While not intending to be bound by theory, it is believed that heating the cheese layer to a temperature sufficient to initiate melting but not to completely melt the cheese, the viscosity of the cheese at these temperatures allows the cheese layer to bond to the bread layers but not flow out of the sandwich. As such, sealing the bread around the cheese, or encasing the cheese within the bread, is not necessary, so the resulting product appears identical or almost identical to a traditional homemade or made-from-scratch product. In some embodiments, the cheese layer bonds to the bread layers and does not flow out of the sandwich product at a viscosity of between about 1300 Pa·S to about 300 Pa·S, such as between about 1236 Pa·S to about 348 Pa·S, when heated to a temperature of between about 100° F. to about 145° F., such as between about 105° F. to about 135° F., as measured using a controlled stress rheometer equipped with a parallel plate geometry, available from TA Instruments of New Castle, Del.
After exiting the dual compression belt apparatus, an optional layer of butter may be applied to one or both surfaces of the sandwich product. The butter layer can be applied using a sprayer or other conventional equipment familiar to those of skill in the art. The butter layer primarily adds to the flavor profile of the sandwich product, since butter is often used on the outer surfaces of made-from-scratch grilled cheese sandwiches. In addition, the butter layer helps to evenly distribute heat when the sandwich product is reheated by the consumer in a toaster.
After the optional butter layer is applied, the sandwich product can be wrapped and frozen using conventional food processing equipment, and is ready for storage or distribution to retail or foodservice outlets.

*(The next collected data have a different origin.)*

mod common;

use common::{FakeSource, RepoIndex, RepoIndexHooks, TIMEOUT, eventually, helm_repository};
use kube::api::WatchEvent;
use kubecache::error::Error;
use kubecache::k8s::cache::config::MAX_RESYNC_BACKOFF;
use kubecache::k8s::cache::{
    FatalErrorHandler, KeyValueStore, MemoryStore, NamespacedResourceWatcherCache, WatcherCacheConfig,
};
use kubecache::k8s::source::ResourceSource;
use kubecache::k8s::utils::NamespacedName;
use std::sync::Arc;
use std::sync::Mutex;
use std::sync::atomic::Ordering;
use std::time::Duration;
use tokio::time::timeout;
use tokio_util::sync::CancellationToken;

const BITNAMI: &str = "helmrepositories:default:bitnami";
const PODINFO: &str = "helmrepositories:default:podinfo";

struct Fixture {
    source: Arc<FakeSource>,
    store: Arc<MemoryStore>,
    hooks: Arc<RepoIndexHooks>,
    cancel: CancellationToken,
    fatal_errors: Arc<Mutex<Vec<String>>>,
}

impl Fixture {
    fn new() -> Self {
        Self {
            source: Arc::new(FakeSource::new()),
            store: Arc::new(MemoryStore::new()),
            hooks: Arc::new(RepoIndexHooks::default()),
            cancel: CancellationToken::new(),
            fatal_errors: Arc::new(Mutex::new(Vec::new())),
        }
    }

    fn fatal_errors(&self) -> Vec<String> {
        self.fatal_errors.lock().unwrap().clone()
    }

    async fn start(&self) -> kubecache::error::Result<NamespacedResourceWatcherCache<RepoIndexHooks>> {
        let source: Arc<dyn ResourceSource> = self.source.clone();
        let store: Arc<dyn KeyValueStore> = self.store.clone();
        let fatal_errors = Arc::clone(&self.fatal_errors);
        let on_fatal: FatalErrorHandler = Arc::new(move |err: &Error| {
            fatal_errors.lock().unwrap().push(err.to_string());
        });
        let config = WatcherCacheConfig {
            source,
            store,
            hooks: Arc::clone(&self.hooks),
            settings: kubecache::k8s::cache::CacheConfig::default(),
            on_fatal: Some(on_fatal),
        };
        timeout(TIMEOUT, NamespacedResourceWatcherCache::new("helmrepositories", config, &self.cancel))
            .await
            .expect("cache did not start in time")
    }

    async fn stored(&self, key: &str) -> Option<RepoIndex> {
        let bytes = self.store.get(key).await.unwrap()?;
        Some(bincode::deserialize(&bytes).unwrap())
    }
}

impl Drop for Fixture {
    fn drop(&mut self) {
        self.cancel.cancel();
    }
}

async fn wait_for(cache: &NamespacedResourceWatcherCache<RepoIndexHooks>, key: &str) {
    timeout(TIMEOUT, cache.wait_until_forgotten(key))
        .await
        .expect("key was not processed in time");
}

#[tokio::test]
async fn test_bootstrap_populates_store() {
    let fixture = Fixture::new();
    fixture.source.put(helm_repository("default", "bitnami", 120, "10"));
    fixture.source.put(helm_repository("default", "podinfo", 7, "11"));

    let cache = fixture.start().await.unwrap();

    assert_eq!(fixture.store.keys(), vec![BITNAMI.to_string(), PODINFO.to_string()]);
    assert_eq!(fixture.stored(BITNAMI).await, Some(RepoIndex { index_size: 120 }));
    assert_eq!(fixture.source.list_calls(), 1);
    assert_eq!(fixture.source.watch_resource_versions(), vec!["1".to_string()]);
    assert_eq!(cache.get(PODINFO).await.unwrap(), Some(RepoIndex { index_size: 7 }));
}

#[tokio::test]
async fn test_bootstrap_logs_hook_failures() {
    let fixture = Fixture::new();
    fixture.source.put(helm_repository("default", "bitnami", 120, "10"));
    fixture.hooks.failing.store(true, Ordering::SeqCst);

    let _cache = fixture.start().await.unwrap();
    assert!(fixture.store.is_empty());
}

#[tokio::test]
async fn test_rejects_resource_that_is_not_established() {
    let fixture = Fixture::new();
    fixture.source.set_established(false);

    assert!(fixture.start().await.is_err());
    assert_eq!(fixture.source.list_calls(), 0);
}

#[tokio::test]
async fn test_added_event_is_computed_by_worker() {
    let fixture = Fixture::new();
    let cache = fixture.start().await.unwrap();
    assert!(fixture.store.is_empty());

    let obj = helm_repository("default", "bitnami", 120, "12");
    fixture.source.put(obj.clone());
    cache.expect_add(BITNAMI);
    fixture.source.send_event(WatchEvent::Added(obj));
    wait_for(&cache, BITNAMI).await;

    // what redis holds decodes to the computed value
    assert_eq!(fixture.stored(BITNAMI).await, Some(RepoIndex { index_size: 120 }));
}

#[tokio::test]
async fn test_modified_event_refetches_current_state() {
    let fixture = Fixture::new();
    fixture.source.put(helm_repository("default", "bitnami", 120, "10"));
    let cache = fixture.start().await.unwrap();

    // the event payload is stale, the source already has a newer object
    fixture.source.put(helm_repository("default", "bitnami", 300, "14"));
    cache.expect_add(BITNAMI);
    fixture
        .source
        .send_event(WatchEvent::Modified(helm_repository("default", "bitnami", 200, "13")));
    wait_for(&cache, BITNAMI).await;

    assert_eq!(cache.get(BITNAMI).await.unwrap(), Some(RepoIndex { index_size: 300 }));
}

#[tokio::test]
async fn test_get_miss_computes_value() {
    let fixture = Fixture::new();
    let cache = fixture.start().await.unwrap();

    // created without any watch event reaching the cache
    fixture.source.put(helm_repository("default", "bitnami", 120, "12"));

    let value = timeout(TIMEOUT, cache.get(BITNAMI)).await.unwrap().unwrap();
    assert_eq!(value, Some(RepoIndex { index_size: 120 }));
    assert_eq!(fixture.stored(BITNAMI).await, Some(RepoIndex { index_size: 120 }));
}

#[tokio::test]
async fn test_get_of_missing_object() {
    let fixture = Fixture::new();
    let cache = fixture.start().await.unwrap();

    let value = timeout(TIMEOUT, cache.get(BITNAMI)).await.unwrap().unwrap();
    assert!(value.is_none());
}

#[tokio::test]
async fn test_delete_is_terminal() {
    let fixture = Fixture::new();
    let obj = helm_repository("default", "bitnami", 120, "10");
    fixture.source.put(obj.clone());
    let cache = fixture.start().await.unwrap();
    assert!(fixture.stored(BITNAMI).await.is_some());

    fixture.source.remove("default", "bitnami");
    cache.expect_add(BITNAMI);
    fixture.source.send_event(WatchEvent::Deleted(obj.clone()));
    wait_for(&cache, BITNAMI).await;
    assert!(fixture.stored(BITNAMI).await.is_none());

    // a late event for the deleted object must not bring it back
    cache.expect_add(BITNAMI);
    fixture.source.send_event(WatchEvent::Modified(obj));
    wait_for(&cache, BITNAMI).await;
    assert!(fixture.stored(BITNAMI).await.is_none());
    assert!(timeout(TIMEOUT, cache.get(BITNAMI)).await.unwrap().unwrap().is_none());
}

#[tokio::test]
async fn test_hook_failure_clears_key() {
    let fixture = Fixture::new();
    let obj = helm_repository("default", "bitnami", 120, "10");
    fixture.source.put(obj.clone());
    let cache = fixture.start().await.unwrap();
    assert!(fixture.stored(BITNAMI).await.is_some());

    fixture.hooks.failing.store(true, Ordering::SeqCst);
    cache.expect_add(BITNAMI);
    fixture.source.send_event(WatchEvent::Modified(obj));
    wait_for(&cache, BITNAMI).await;

    assert!(fixture.stored(BITNAMI).await.is_none());
}

#[tokio::test]
async fn test_get_multiple() {
    let fixture = Fixture::new();
    fixture.source.put(helm_repository("default", "bitnami", 120, "10"));
    let cache = fixture.start().await.unwrap();
    fixture.source.put(helm_repository("default", "podinfo", 7, "11"));

    let missing = "helmrepositories:other:missing".to_string();
    let keys = vec![BITNAMI.to_string(), PODINFO.to_string(), missing.clone()];
    let values = timeout(TIMEOUT, cache.get_multiple(&keys)).await.unwrap().unwrap();

    assert_eq!(values.len(), 3);
    assert_eq!(values[BITNAMI], Some(RepoIndex { index_size: 120 }));
    assert_eq!(values[PODINFO], Some(RepoIndex { index_size: 7 }));
    assert_eq!(values[&missing], None);

    assert!(cache.get_multiple(&[]).await.unwrap().is_empty());
}

#[tokio::test]
async fn test_invalid_keys() {
    let fixture = Fixture::new();
    let cache = fixture.start().await.unwrap();

    assert!(cache.get("helmcharts:default:bitnami/nginx:1.2.3").await.is_err());
    assert!(cache.get("helmrepositories:default").await.is_err());
    assert!(cache.get("helmrepositories::bitnami").await.is_err());
    assert!(
        cache
            .get_multiple(&[BITNAMI.to_string(), "bogus".to_string()])
            .await
            .is_err()
    );

    let nn = cache.from_key(BITNAMI).unwrap();
    assert_eq!(nn, NamespacedName { namespace: "default".to_string(), name: "bitnami".to_string() });
    assert_eq!(cache.key_for_namespaced_name(&nn), BITNAMI);
    assert_eq!(cache.key_for(&helm_repository("default", "bitnami", 1, "1")).unwrap(), BITNAMI);
}

#[tokio::test]
async fn test_closed_watch_resumes_from_last_resource_version() {
    let fixture = Fixture::new();
    let obj = helm_repository("default", "bitnami", 120, "7");
    fixture.source.put(obj.clone());
    let cache = fixture.start().await.unwrap();

    cache.expect_add(BITNAMI);
    fixture.source.send_event(WatchEvent::Modified(obj));
    wait_for(&cache, BITNAMI).await;
    fixture.source.close_watch();

    let source = Arc::clone(&fixture.source);
    eventually(|| {
        let source = Arc::clone(&source);
        async move { source.watch_resource_versions().len() == 2 }
    })
    .await;
    assert_eq!(fixture.source.watch_resource_versions(), vec!["1".to_string(), "7".to_string()]);
    assert_eq!(fixture.source.list_calls(), 1);
    assert_eq!(fixture.hooks.resyncs.load(Ordering::SeqCst), 0);
}

#[tokio::test]
async fn test_gone_watch_triggers_single_resync() {
    let fixture = Fixture::new();
    fixture.source.put(helm_repository("default", "bitnami", 120, "10"));
    let _cache = fixture.start().await.unwrap();

    // state changed while the watch was broken
    fixture.source.remove("default", "bitnami");
    fixture.source.put(helm_repository("default", "podinfo", 7, "2200650"));
    fixture.source.set_list_resource_version("2200654");
    fixture.source.send_gone();

    let source = Arc::clone(&fixture.source);
    eventually(|| {
        let source = Arc::clone(&source);
        async move { source.watch_resource_versions().len() == 2 }
    })
    .await;

    assert_eq!(
        fixture.source.watch_resource_versions(),
        vec!["1".to_string(), "2200654".to_string()]
    );
    assert_eq!(fixture.source.list_calls(), 2);
    assert_eq!(fixture.hooks.resyncs.load(Ordering::SeqCst), 1);
    assert_eq!(fixture.store.keys(), vec![PODINFO.to_string()]);
    assert!(fixture.fatal_errors().is_empty());
}

#[tokio::test]
async fn test_reads_wait_for_resync_to_finish() {
    let fixture = Fixture::new();
    fixture.source.put(helm_repository("default", "bitnami", 120, "10"));
    let cache = fixture.start().await.unwrap();
    assert_eq!(cache.get(BITNAMI).await.unwrap(), Some(RepoIndex { index_size: 120 }));

    fixture.source.put(helm_repository("default", "bitnami", 300, "20"));
    fixture.source.put(helm_repository("default", "podinfo", 7, "21"));
    fixture.source.set_list_resource_version("22");
    fixture.source.hold_lists(true);
    fixture.source.send_gone();
    timeout(TIMEOUT, fixture.source.list_entered()).await.unwrap();

    // the store is flushed and being rebuilt
    assert!(fixture.store.is_empty());
    let keys = vec![BITNAMI.to_string(), PODINFO.to_string()];
    let get = cache.get(BITNAMI);
    let get_multiple = cache.get_multiple(&keys);
    tokio::pin!(get, get_multiple);
    assert!(timeout(Duration::from_millis(200), &mut get).await.is_err());
    assert!(timeout(Duration::from_millis(200), &mut get_multiple).await.is_err());

    fixture.source.release_list();

    let value = timeout(TIMEOUT, &mut get).await.unwrap().unwrap();
    assert_eq!(value, Some(RepoIndex { index_size: 300 }));
    let values = timeout(TIMEOUT, &mut get_multiple).await.unwrap().unwrap();
    assert_eq!(values[BITNAMI], Some(RepoIndex { index_size: 300 }));
    assert_eq!(values[PODINFO], Some(RepoIndex { index_size: 7 }));
    assert_eq!(fixture.source.list_calls(), 2);
}

#[tokio::test]
async fn test_exhausted_resync_is_fatal() {
    let fixture = Fixture::new();
    fixture.source.put(helm_repository("default", "bitnami", 120, "10"));
    let _cache = fixture.start().await.unwrap();

    fixture.source.fail_lists(true);
    fixture.source.send_gone();

    // one attempt per backoff step, 1s + 2s apart
    let fixture_ref = &fixture;
    eventually(|| async move { !fixture_ref.fatal_errors().is_empty() }).await;

    let fatal_errors = fixture.fatal_errors();
    assert_eq!(fatal_errors.len(), 1);
    assert!(fatal_errors[0].contains("retries were exhausted"));
    assert_eq!(fixture.source.list_calls(), 1 + MAX_RESYNC_BACKOFF as usize);
    // no watch was opened after the failed resyncs
    assert_eq!(fixture.source.watch_resource_versions(), vec!["1".to_string()]);
}

#[tokio::test]
async fn test_shutdown_during_resync_backoff_is_not_fatal() {
    let fixture = Fixture::new();
    let cache = fixture.start().await.unwrap();

    fixture.source.fail_lists(true);
    fixture.source.send_gone();
    let source = Arc::clone(&fixture.source);
    eventually(|| {
        let source = Arc::clone(&source);
        async move { source.list_calls() == 2 }
    })
    .await;

    // cancelled while waiting for the next attempt
    cache.shutdown();
    tokio::time::sleep(Duration::from_millis(1500)).await;
    assert_eq!(fixture.source.list_calls(), 2);
    assert!(fixture.fatal_errors().is_empty());
}

#[tokio::test]
async fn test_shutdown_unblocks_readers() {
    let fixture = Fixture::new();
    let cache = fixture.start().await.unwrap();
    cache.shutdown();

    fixture.source.put(helm_repository("default", "bitnami", 120, "12"));
    let value = timeout(TIMEOUT, cache.get(BITNAMI)).await.unwrap().unwrap();
    assert!(value.is_none());
}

The consumer can simply remove the wrapped sandwich product from the freezer, remove the wrapping material, and place the sandwich product in a conventional vertical toaster, toaster oven, or conventional oven (hereinafter collective referred to as “toaster”) for reheating prior to consumption. Due to variations in toaster capabilities, one or more toasting cycles may be needed to achieve a suitable eating temperature throughout the product. Alternatively, the sandwich product may be reheated using a combination of a toasting step and a microwaving step, or simply a microwaving step, although it is preferable to use a toaster for at least part of the reheating process to achieve the desired texture and mouthfeel of a grilled cheese sandwich. It was surprisingly discovered that even with more than one toasting cycle, the cheese layer of the sandwich product did not flow out of the product. Upon removal from the toaster, in some embodiments at least a portion of the layer of cheese is clearly visible along the outer perimeter of the sandwich product, closely resembling a made-from-scratch grilled cheese sandwich.

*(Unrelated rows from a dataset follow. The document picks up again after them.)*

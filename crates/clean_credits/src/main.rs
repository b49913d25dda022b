use std::path::PathBuf;

use anyhow::Result;
use clap::{Arg, Command};

use clean_credits::logging::init_tracing;
use clean_credits::{run, AppConfig, DEFAULT_INPUT, DEFAULT_OUTPUT};

fn main() -> Result<()> {
    let matches = Command::new("clean_credits")
        .version(env!("CARGO_PKG_VERSION"))
        .about("Keeps the package blocks of a credits listing and drops their comment sections")
        .arg(
            Arg::new("input")
                .long("input")
                .num_args(1)
                .value_parser(clap::value_parser!(PathBuf))
                .default_value(DEFAULT_INPUT)
                .help("Credits file to read"),
        )
        .arg(
            Arg::new("output")
                .long("output")
                .num_args(1)
                .value_parser(clap::value_parser!(PathBuf))
                .default_value(DEFAULT_OUTPUT)
                .help("File to write the cleaned credits to (created or overwritten)"),
        )
        .arg(
            Arg::new("verbose")
                .long("verbose")
                .help("Enable verbose logging")
                .action(clap::ArgAction::SetTrue),
        )
        .get_matches();

    let defaults = AppConfig::default();
    let config = AppConfig {
        input: matches.get_one::<PathBuf>("input").cloned().unwrap_or(defaults.input),
        output: matches.get_one::<PathBuf>("output").cloned().unwrap_or(defaults.output),
        verbose: matches.get_flag("verbose"),
    };

    init_tracing(config.verbose);

    let stats = run(&config)?;
    println!(
        "Cleaned {} lines into {} ({} blocks)",
        stats.lines_retained,
        config.output.display(),
        stats.blocks_opened
    );
    Ok(())
}
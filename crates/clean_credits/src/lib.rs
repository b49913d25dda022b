// crates/clean_credits/src/lib.rs

use std::path::Path;

use anyhow::{bail, Result};
use credits_filter::{process_credits_with_processor, DefaultCreditsProcessor, FilterStats};
use tracing::debug;

pub mod config;
pub mod logging;

pub use config::{AppConfig, DEFAULT_INPUT, DEFAULT_OUTPUT};

/// Runs one cleaning pass as described by `config`.
///
/// Refuses to run when the input and output are the same file, since the
/// output is truncated before anything is written.
pub fn run(config: &AppConfig) -> Result<FilterStats> {
    debug!(?config, "starting clean_credits");
    if same_file(&config.input, &config.output) {
        bail!(
            "Input and output both point to {}; refusing to overwrite the input",
            config.input.display()
        );
    }
    process_credits_with_processor(&DefaultCreditsProcessor, &config.input, &config.output)
}

fn same_file(a: &Path, b: &Path) -> bool {
    if a == b {
        return true;
    }
    match (a.canonicalize(), b.canonicalize()) {
        (Ok(a), Ok(b)) => a == b,
        _ => false,
    }
}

Although a grilled cheese sandwich is described, the present invention contemplates any type of food component capable of being sandwiched between at least two layers of bread and forming a bond to the inner surface of each bread layer. Examples of food components suitable for use in the present invention include, but are not limited to, cheese, meat, vegetables, fruits, legumes, peanut butter or other nut or seed butters, hummus, dips, spreads, sauces, pastes, jams, jellies, and the like. Examples of cheese suitable for use in the present invention include, but are not limited to, processed cheese products, American cheese, real cheese, spreadable cheese, sprayable cheese, pumpable cheese, cream cheese, cheese blends, cheese sauce, and the like.
The amount of the food component layered between the bread layers can vary depending on the food component and the desired finished product. In general, the amount of the food component should be sufficient to bond the bread layers together. In one embodiment, it was found that between about 15 g to about 30 g, such a as about 19 g to 28 g, of cheese is suitable for use in the sandwich product of the present invention. In another embodiment, it was found that a cheese to bread ratio of between about 1:2 to about 3:4 is suitable for use in the present invention.

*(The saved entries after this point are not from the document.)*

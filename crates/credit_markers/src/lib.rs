// crates/credit_markers/src/lib.rs

//! Literal markers shared by the credits cleaning tool‑chain.

/// Substring that opens a retained block.
pub const HEADER_MARKER: &str = "Package";

/// Character that closes a retained block.
pub const COMMENT_MARKER: char = '#';

/// Number of marker characters in a generated separator line.
pub const SEPARATOR_WIDTH: usize = 100;

/// Returns the separator inserted before every newly opened block.
pub fn separator_line() -> String {
    COMMENT_MARKER.to_string().repeat(SEPARATOR_WIDTH)
}

/// True when the line contains the header marker anywhere (case-sensitive).
pub fn is_header(line: &str) -> bool {
    line.contains(HEADER_MARKER)
}

/// True when the line contains the comment marker anywhere.
pub fn is_comment(line: &str) -> bool {
    line.contains(COMMENT_MARKER)
}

Any type of bread or cooked or par-cooked dough product suitable for being frozen and then reheated in a toaster may be used. As used herein, “bread” refers to any dough-based product capable of sandwiching or otherwise partially enclosing the food component layer. The size and thickness of the bread layer may be selected such that the upper and lower bread layers, together with the middle food component layer, following the compression step can fit within a conventional vertical toaster slot for reheating. Generally, a bread slice having a thickness of between about 0.3 cm and about 1.5 cm, such as between about 0.5 cm and 1.3 cm, a width of between about 8 cm and 14 cm, such as between about 10 cm and 11.55 cm, and a height of between about 8 cm and 14 cm, such as between about 9.5 cm and 11 cm, are suitable for use in the present invention.
The following examples are intended to further describe, but not limit, the product and process of the present invention.
After being heated in the belt oven, the sandwich is conveyed through a compression belt apparatus 20 to apply pressure to the sandwich while it is still warm. The distance D between the compression belts 21 and 22 is selected to provide pressure on the outer surfaces 11 and 12 of sandwich 10. The pressure is sufficient to cause cheese slice 5, after being heated, to form a bond with inner surfaces 13 and 14 of bread layers 6 and 7 to result in sandwich product 25 of the present invention.
Sandwich product 25 can be optionally sprayed or coated with a butter spray 26 on one or both outer surfaces 11 and 12. Then sandwich product 25 is wrapped with a food grade wrapping material 30, and conveyed to a freezer apparatus 35.
Using the process of Example 1, the following products embodying the present invention were made.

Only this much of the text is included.